• **Required action**
Give a count of the lines below that have the string "crate" in them, with no other words.

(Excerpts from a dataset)

_ _ _

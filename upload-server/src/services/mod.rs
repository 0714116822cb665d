use std::sync::Arc;
use actix_web::web;
use bucket_storage::BucketStore;

pub mod greeting_service;
pub mod upload_service;

pub const TEXT_PLAIN: &str = "text/plain; charset=utf-8";

/// State shared by every worker. The store is the only process-wide resource.
pub struct AppState {
    pub(crate) store: Arc<dyn BucketStore>,
    pub(crate) greeting_name: String,
}

impl AppState {
    pub fn new(store: Arc<dyn BucketStore>, greeting_name: String) -> Self {
        Self { store, greeting_name }
    }
}

pub fn routes(cfg: &mut web::ServiceConfig) {
    cfg.service(greeting_service::hello)
        .service(web::resource("/upload").to(upload_service::upload_dispatch));
}
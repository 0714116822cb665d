use actix_web::{get, web, HttpResponse, Responder};
use bucket_storage::StorageResult;
use crate::services::{AppState, TEXT_PLAIN};

/// Greets the caller and leaves a copy of the greeting in the bucket.
///
/// A storage failure is logged and does not affect the response.
#[get("/")]
pub async fn hello(shared_state: web::Data<AppState>) -> impl Responder {
    let greeting = format!("Hello {}!\n", shared_state.greeting_name);

    if let Err(e) = store_greeting(&shared_state, &greeting).await {
        tracing::error!(error = ?e, "Cannot store greeting");
    }

    HttpResponse::Ok().content_type(TEXT_PLAIN).body(greeting)
}

async fn store_greeting(shared_state: &AppState, greeting: &str) -> StorageResult<()> {
    let mut writer = shared_state.store.new_writer("greeting");
    writer.set_content_type("text/plain");
    writer.write(greeting.as_bytes()).await?;
    writer.close().await
}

_ _ _

• **Response area**
3